This is not razor clamming. This is a video of some guys who fitted razor clams with magnetic attractors of some sort, planted them in a bed of fine, pretty sand in their back yard, washed them over with water to make it look like the tide had run out, and dug them up using a clam gun (that big, heavy, metal tubey thing in the video) and some sort of X-ray sensing device to determine precisely where the clams were located.
But that’s not how it really works. Not for me, anyway.
When I learned that razor clams thrive up and down Washington’s eastern shore, my reaction was mixed. Sure, I’d love to forage for my own food, but truth be told, I’m not a huge clam fan. With regular clams – quahogs or cherrystones or even tiny Manila clams, or especially littlenecks, with their leathery little siphons – I get a little grossed out when my teeth find the barrier between the smooth, thin muscle and the viscera it protects, and when popping one in my mouth means finding a few grains of sand to grind between my molars, I cringe. It’s a texture thing, I guess.

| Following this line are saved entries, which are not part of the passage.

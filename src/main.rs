use anyhow::Context;
use clap::{Args, Parser, Subcommand};
use std::path::PathBuf;
use std::process::ExitCode;
use sternengeschichten_graph::config::PipelineConfig;
use sternengeschichten_graph::{export_graph, gaps, logging, run_pipeline};
use tokio_util::sync::CancellationToken;

#[derive(Parser)]
#[command(name = "sternengeschichten-graph")]
#[command(about = "Transcribe the Sternengeschichten podcast and graph which episodes cite each other", long_about = None)]
struct Cli {
    /// YAML configuration file
    #[arg(short, long, global = true)]
    config: Option<PathBuf>,

    /// Log file, overriding the configured one
    #[arg(long, global = true)]
    log_file: Option<PathBuf>,

    /// Debug logging
    #[arg(short, long, global = true)]
    verbose: bool,

    #[command(subcommand)]
    command: Commands,
}

#[derive(Subcommand)]
enum Commands {
    /// Download, transcribe and cross-reference every episode in range
    Run(RunArgs),

    /// List episode numbers without a links file
    Gaps {
        /// Folder searched recursively for `*<N>.links` files
        folder: PathBuf,
    },

    /// Write the cross-reference graph as Graphviz
    Graph {
        /// Folder holding the links files (defaults to the cache directory)
        #[arg(long)]
        links_dir: Option<PathBuf>,

        /// Output directory for `<name>.gv`
        #[arg(short, long, default_value = ".")]
        output: PathBuf,
    },
}

#[derive(Args)]
struct RunArgs {
    #[arg(long)]
    cache_dir: Option<PathBuf>,

    /// Worker pool size
    #[arg(short = 'j', long)]
    concurrency: Option<usize>,

    /// Catalog entries to skip
    #[arg(long)]
    skip: Option<usize>,

    /// Maximum number of episodes to process
    #[arg(long)]
    limit: Option<usize>,

    /// Per-episode time budget in seconds
    #[arg(long)]
    timeout: Option<u64>,

    /// Keep downloaded and converted audio
    #[arg(long)]
    keep_audio: bool,
}

impl RunArgs {
    fn apply(self, config: &mut PipelineConfig) {
        if let Some(dir) = self.cache_dir {
            config.cache_dir = dir;
        }
        if self.concurrency.is_some() {
            config.concurrency = self.concurrency;
        }
        if let Some(skip) = self.skip {
            config.skip = skip;
        }
        if self.limit.is_some() {
            config.limit = self.limit;
        }
        if let Some(secs) = self.timeout {
            config.task_timeout_secs = secs;
        }
        if self.keep_audio {
            config.keep_audio = true;
        }
    }
}

#[tokio::main]
async fn main() -> ExitCode {
    let cli = Cli::parse();
    match execute(cli).await {
        Ok(()) => ExitCode::SUCCESS,
        Err(e) => {
            log::error!("{:#}", e);
            eprintln!("error: {:#}", e);
            ExitCode::FAILURE
        }
    }
}

async fn execute(cli: Cli) -> anyhow::Result<()> {
    let mut config = PipelineConfig::load(cli.config.as_deref()).context("loading configuration")?;
    if cli.log_file.is_some() {
        config.log_file = cli.log_file;
    }
    logging::init(config.log_file.as_deref(), cli.verbose);

    match cli.command {
        Commands::Run(args) => {
            args.apply(&mut config);

            let cancel = CancellationToken::new();
            let on_signal = cancel.clone();
            tokio::spawn(async move {
                if tokio::signal::ctrl_c().await.is_ok() {
                    log::warn!("Interrupted, stopping running episodes");
                    on_signal.cancel();
                }
            });

            // Episode failures are reported in the summary, not through the exit code
            run_pipeline(&config, cancel).await?;
        }
        Commands::Gaps { folder } => {
            let missing = gaps::check_folder(&folder)?;
            if missing.is_empty() {
                println!("no missing episodes");
            } else {
                for number in missing {
                    println!("{}", number);
                }
            }
        }
        Commands::Graph { links_dir, output } => {
            let links_dir = links_dir.unwrap_or_else(|| config.cache_dir.clone());
            let path = export_graph(&links_dir, &config.graph.name, &output)
                .with_context(|| format!("building graph from {:?}", links_dir))?;
            println!("{}", path.display());
        }
    }
    Ok(())
}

But razor clams are different, I heard, at least the ones found around here. When you clean them, you take the stomach out entirely, and open them up in such a way that the sand gets washed away, so what’s left to cook is pure muscle. No guts, no sand. They’re the boneless, skinless chicken breasts of the clam family, as my friend Jill put it.
That’s why on Sunday, with the afternoon sun beating in through the windshield, I set myself adrift toward Twin Harbors beach in post-Thanksgiving traffic with a buddy, a dog, and a razor clamming license, determined to find a clam I could call a friend. Instead of that handy clam gun, we came armed with one shovel and our respective arsenals of waterproof winter clothing.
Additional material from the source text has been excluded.